• **TASK DESCRIPTION**: Produce a verbatim transcription of all records.
=== Section Start ===
//! Message keys and the default message catalog.
//!
//! Every user-visible string the engine produces goes through a stable
//! [`MessageKey`]. Front-ends may plug in their own translator; the bundled
//! [`MessageCatalog`] ships English defaults and can be overridden from a
//! flat JSON object of `"key": "text"` pairs. Parameters are interpolated
//! from `{{name}}` placeholders.

use anyhow::{Context, Result};
use std::collections::HashMap;
use std::path::Path;

macro_rules! message_keys {
    ($($variant:ident => $key:literal, $default:literal;)*) => {
        /// Stable lookup keys for every string the engine emits.
        #[derive(Debug, Clone, Copy, PartialEq, Eq, Hash)]
        pub enum MessageKey {
            $($variant,)*
        }

        impl MessageKey {
            pub const ALL: &'static [MessageKey] = &[$(MessageKey::$variant,)*];

            pub fn as_str(&self) -> &'static str {
                match self {
                    $(MessageKey::$variant => $key,)*
                }
            }

            /// English fallback used when no catalog entry exists.
            pub fn default_text(&self) -> &'static str {
                match self {
                    $(MessageKey::$variant => $default,)*
                }
            }
        }
    };
}

message_keys! {
    ErrorTitle => "common.error", "Error";
    SuccessTitle => "common.success", "Success";
    NoticeTitle => "common.notice", "Notice";
    Cancel => "common.cancel", "Cancel";
    Acknowledge => "common.ok", "OK";
    PleaseWait => "common.pleaseWait", "Your account is still loading. Please try again in a moment.";

    CannotRate => "recipes.cannotRate", "You can only rate recipes that belong to your household.";
    RatingFailed => "recipes.ratingFailed", "Failed to update rating.";
    HideFailed => "recipes.hideFailed", "Failed to update recipe.";

    DeleteTitle => "recipes.deleteTitle", "Delete recipe";
    DeleteMessage => "recipes.deleteMessage", "Delete \"{{name}}\"? This cannot be undone.";
    Delete => "recipes.delete", "Delete";
    DeleteFailed => "recipes.deleteFailed", "Failed to delete recipe.";

    EnhanceTitle => "recipes.enhanceTitle", "Enhance recipe";
    EnhanceMessage => "recipes.enhanceMessage", "Enhance this recipe?";
    Enhance => "recipes.enhance", "Enhance";
    EnhanceFailed => "recipes.enhanceFailed", "Failed to enhance recipe.";
    ForeignRecipeTitle => "recipes.foreignRecipeTitle", "Recipe from another household";
    ForeignRecipeCopyMessage => "recipes.foreignRecipeCopyMessage", "This recipe belongs to another household. Copy it to your household to enhance it.";
    CannotEnhance => "recipes.cannotEnhance", "This recipe belongs to another household and cannot be enhanced.";
    CannotReview => "recipes.cannotReview", "You can only review recipes that belong to your household.";
    ReviewFailed => "recipes.reviewFailed", "Failed to review enhancement.";
    EnhancementApproved => "recipes.enhancementApproved", "Enhancement approved.";
    EnhancementRejected => "recipes.enhancementRejected", "Enhancement rejected. The original recipe was restored.";

    CopyTitle => "recipes.copyTitle", "Copy recipe";
    CopyMessage => "recipes.copyMessage", "Copy \"{{name}}\" to your household?";
    CopyEnhancedMessage => "recipes.copyEnhancedMessage", "\"{{name}}\" has been enhanced. Keep the enhanced version, or copy the original and enhance it yourself?";
    Copy => "recipes.copy", "Copy";
    CopyAsIs => "recipes.copyAsIs", "Copy as-is";
    CopyAndEnhance => "recipes.copyAndEnhance", "Copy and enhance";
    CopySuccess => "recipes.copySuccess", "Recipe copied to your household.";
    CopyFailed => "recipes.copyFailed", "Failed to copy recipe.";

    MealPlanned => "mealPlan.planned", "{{name}} planned for {{mealType}} on {{date}}.";
    MealPlanFailed => "mealPlan.planFailed", "Failed to plan meal.";
    MealClearFailed => "mealPlan.clearFailed", "Failed to clear meal.";
    MealTypeBreakfast => "mealTypes.breakfast", "Breakfast";
    MealTypeLunch => "mealTypes.lunch", "Lunch";
    MealTypeDinner => "mealTypes.dinner", "Dinner";
    MealTypeSnack => "mealTypes.snack", "Snack";

    TransferTitle => "households.transferTitle", "Move recipe";
    TransferMessage => "households.transferMessage", "Move \"{{name}}\" to {{household}}?";
    Transfer => "households.transfer", "Move";
    TransferSuccess => "households.transferSuccess", "Recipe moved to {{household}}.";
    TransferFailed => "households.transferFailed", "Failed to move recipe.";
    CannotTransfer => "households.cannotTransfer", "Only administrators can move recipes between households.";
    HouseholdsFailed => "households.loadFailed", "Failed to load households.";

    CannotEdit => "recipes.cannotEdit", "You can only edit recipes that belong to your household.";
    SaveSuccess => "recipes.saveSuccess", "Recipe updated.";
    SaveFailed => "recipes.saveFailed", "Failed to update recipe.";
    CopyCannotBeShared => "recipes.copyCannotBeShared", "Copied recipes stay private to your household.";
    VisibilityFailed => "recipes.visibilityFailed", "Failed to change sharing.";
}

/// Key/value string catalog with `{{param}}` interpolation.
#[derive(Debug, Clone, Default)]
pub struct MessageCatalog {
    locale: String,
    entries: HashMap<String, String>,
}

impl MessageCatalog {
    /// Catalog containing only the built-in English strings.
    pub fn english() -> Self {
        let entries = MessageKey::ALL
            .iter()
            .map(|key| (key.as_str().to_string(), key.default_text().to_string()))
            .collect();
        Self {
            locale: "en".to_string(),
            entries,
        }
    }

    pub fn locale(&self) -> &str {
        &self.locale
    }

    /// Layer entries from a flat JSON object over the current catalog.
    pub fn merge_json(&mut self, locale: &str, json: &str) -> Result<()> {
        let overrides: HashMap<String, String> =
            serde_json::from_str(json).context("message catalog must be a flat JSON object")?;
        self.entries.extend(overrides);
        self.locale = locale.to_string();
        Ok(())
    }

    /// Load overrides for `locale` from a JSON file on top of the English defaults.
    pub fn load(locale: &str, path: &Path) -> Result<Self> {
        let json = std::fs::read_to_string(path)
            .with_context(|| format!("Failed to read message catalog {}", path.display()))?;
        let mut catalog = Self::english();
        catalog.merge_json(locale, &json)?;
        Ok(catalog)
    }

    /// Look up `key` and substitute `{{name}}` placeholders.
    ///
    /// Unknown keys come back verbatim so a missing entry is visible rather
    /// than silently blank.
    pub fn translate(&self, key: &str, params: &[(&str, String)]) -> String {
        let template = match self.entries.get(key) {
            Some(text) => text.as_str(),
            None => return key.to_string(),
        };
        interpolate(template, params)
    }
}

fn interpolate(template: &str, params: &[(&str, String)]) -> String {
    let mut out = template.to_string();
    for (name, value) in params {
        out = out.replace(&format!("{{{{{}}}}}", name), value);
    }
    out
}
//! Households and superuser recipe transfer

use serde::{Deserialize, Serialize};

use crate::common::{HouseholdId, RecipeId};

#[derive(Debug, Clone, PartialEq, Eq, Serialize, Deserialize)]
pub struct Household {
    pub id: HouseholdId,
    pub name: String,
}

/// Input to the transfer mutation.
#[derive(Debug, Clone, Copy, PartialEq, Eq, Serialize, Deserialize)]
pub struct TransferRequest {
    pub recipe_id: RecipeId,
    pub target_household_id: HouseholdId,
}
=== Section End ===
• **RESPONSE TO THIS TASK**:
//! Message keys and the default message catalog.
//!
//! Every user-visible string the engine produces goes through a stable
//! [`MessageKey`]. Front-ends may plug in their own translator; the bundled
//! [`MessageCatalog`] ships English defaults and can be overridden from a
//! flat JSON object of `"key": "text"` pairs. Parameters are interpolated
//! from `{{name}}` placeholders.

use anyhow::{Context, Result};
use std::collections::HashMap;
use std::path::Path;

macro_rules! message_keys {
    ($($variant:ident => $key:literal, $default:literal;)*) => {
        /// Stable lookup keys for every string the engine emits.
        #[derive(Debug, Clone, Copy, PartialEq, Eq, Hash)]
        pub enum MessageKey {
            $($variant,)*
        }

        impl MessageKey {
            pub const ALL: &'static [MessageKey] = &[$(MessageKey::$variant,)*];

            pub fn as_str(&self) -> &'static str {
                match self {
                    $(MessageKey::$variant => $key,)*
                }
            }

            /// English fallback used when no catalog entry exists.
            pub fn default_text(&self) -> &'static str {
                match self {
                    $(MessageKey::$variant => $default,)*
                }
            }
        }
    };
}

message_keys! {
    ErrorTitle => "common.error", "Error";
    SuccessTitle => "common.success", "Success";
    NoticeTitle => "common.notice", "Notice";
    Cancel => "common.cancel", "Cancel";
    Acknowledge => "common.ok", "OK";
    PleaseWait => "common.pleaseWait", "Your account is still loading. Please try again in a moment.";

    CannotRate => "recipes.cannotRate", "You can only rate recipes that belong to your household.";
    RatingFailed => "recipes.ratingFailed", "Failed to update rating.";
    HideFailed => "recipes.hideFailed", "Failed to update recipe.";

    DeleteTitle => "recipes.deleteTitle", "Delete recipe";
    DeleteMessage => "recipes.deleteMessage", "Delete \"{{name}}\"? This cannot be undone.";
    Delete => "recipes.delete", "Delete";
    DeleteFailed => "recipes.deleteFailed", "Failed to delete recipe.";

    EnhanceTitle => "recipes.enhanceTitle", "Enhance recipe";
    EnhanceMessage => "recipes.enhanceMessage", "Enhance this recipe?";
    Enhance => "recipes.enhance", "Enhance";
    EnhanceFailed => "recipes.enhanceFailed", "Failed to enhance recipe.";
    ForeignRecipeTitle => "recipes.foreignRecipeTitle", "Recipe from another household";
    ForeignRecipeCopyMessage => "recipes.foreignRecipeCopyMessage", "This recipe belongs to another household. Copy it to your household to enhance it.";
    CannotEnhance => "recipes.cannotEnhance", "This recipe belongs to another household and cannot be enhanced.";
    CannotReview => "recipes.cannotReview", "You can only review recipes that belong to your household.";
    ReviewFailed => "recipes.reviewFailed", "Failed to review enhancement.";
    EnhancementApproved => "recipes.enhancementApproved", "Enhancement approved.";
    EnhancementRejected => "recipes.enhancementRejected", "Enhancement rejected. The original recipe was restored.";

    CopyTitle => "recipes.copyTitle", "Copy recipe";
    CopyMessage => "recipes.copyMessage", "Copy \"{{name}}\" to your household?";
    CopyEnhancedMessage => "recipes.copyEnhancedMessage", "\"{{name}}\" has been enhanced. Keep the enhanced version, or copy the original and enhance it yourself?";
    Copy => "recipes.copy", "Copy";
    CopyAsIs => "recipes.copyAsIs", "Copy as-is";
    CopyAndEnhance => "recipes.copyAndEnhance", "Copy and enhance";
    CopySuccess => "recipes.copySuccess", "Recipe copied to your household.";
    CopyFailed => "recipes.copyFailed", "Failed to copy recipe.";

    MealPlanned => "mealPlan.planned", "{{name}} planned for {{mealType}} on {{date}}.";
    MealPlanFailed => "mealPlan.planFailed", "Failed to plan meal.";
    MealClearFailed => "mealPlan.clearFailed", "Failed to clear meal.";
    MealTypeBreakfast => "mealTypes.breakfast", "Breakfast";
    MealTypeLunch => "mealTypes.lunch", "Lunch";
    MealTypeDinner => "mealTypes.dinner", "Dinner";
    MealTypeSnack => "mealTypes.snack", "Snack";

    TransferTitle => "households.transferTitle", "Move recipe";
    TransferMessage => "households.transferMessage", "Move \"{{name}}\" to {{household}}?";
    Transfer => "households.transfer", "Move";
    TransferSuccess => "households.transferSuccess", "Recipe moved to {{household}}.";
    TransferFailed => "households.transferFailed", "Failed to move recipe.";
    CannotTransfer => "households.cannotTransfer", "Only administrators can move recipes between households.";
    HouseholdsFailed => "households.loadFailed", "Failed to load households.";

    CannotEdit => "recipes.cannotEdit", "You can only edit recipes that belong to your household.";
    SaveSuccess => "recipes.saveSuccess", "Recipe updated.";
    SaveFailed => "recipes.saveFailed", "Failed to update recipe.";
    CopyCannotBeShared => "recipes.copyCannotBeShared", "Copied recipes stay private to your household.";
    VisibilityFailed => "recipes.visibilityFailed", "Failed to change sharing.";
}

/// Key/value string catalog with `{{param}}` interpolation.
#[derive(Debug, Clone, Default)]
pub struct MessageCatalog {
    locale: String,
    entries: HashMap<String, String>,
}

impl MessageCatalog {
    /// Catalog containing only the built-in English strings.
    pub fn english() -> Self {
        let entries = MessageKey::ALL
            .iter()
            .map(|key| (key.as_str().to_string(), key.default_text().to_string()))
            .collect();
        Self {
            locale: "en".to_string(),
            entries,
        }
    }

    pub fn locale(&self) -> &str {
        &self.locale
    }

    /// Layer entries from a flat JSON object over the current catalog.
    pub fn merge_json(&mut self, locale: &str, json: &str) -> Result<()> {
        let overrides: HashMap<String, String> =
            serde_json::from_str(json).context("message catalog must be a flat JSON object")?;
        self.entries.extend(overrides);
        self.locale = locale.to_string();
        Ok(())
    }

    /// Load overrides for `locale` from a JSON file on top of the English defaults.
    pub fn load(locale: &str, path: &Path) -> Result<Self> {
        let json = std::fs::read_to_string(path)
            .with_context(|| format!("Failed to read message catalog {}", path.display()))?;
        let mut catalog = Self::english();
        catalog.merge_json(locale, &json)?;
        Ok(catalog)
    }

    /// Look up `key` and substitute `{{name}}` placeholders.
    ///
    /// Unknown keys come back verbatim so a missing entry is visible rather
    /// than silently blank.
    pub fn translate(&self, key: &str, params: &[(&str, String)]) -> String {
        let template = match self.entries.get(key) {
            Some(text) => text.as_str(),
            None => return key.to_string(),
        };
        interpolate(template, params)
    }
}

fn interpolate(template: &str, params: &[(&str, String)]) -> String {
    let mut out = template.to_string();
    for (name, value) in params {
        out = out.replace(&format!("{{{{{}}}}}", name), value);
    }
    out
}
//! Households and superuser recipe transfer

use serde::{Deserialize, Serialize};

use crate::common::{HouseholdId, RecipeId};

#[derive(Debug, Clone, PartialEq, Eq, Serialize, Deserialize)]
pub struct Household {
    pub id: HouseholdId,
    pub name: String,
}

/// Input to the transfer mutation.
#[derive(Debug, Clone, Copy, PartialEq, Eq, Serialize, Deserialize)]
pub struct TransferRequest {
    pub recipe_id: RecipeId,
    pub target_household_id: HouseholdId,
}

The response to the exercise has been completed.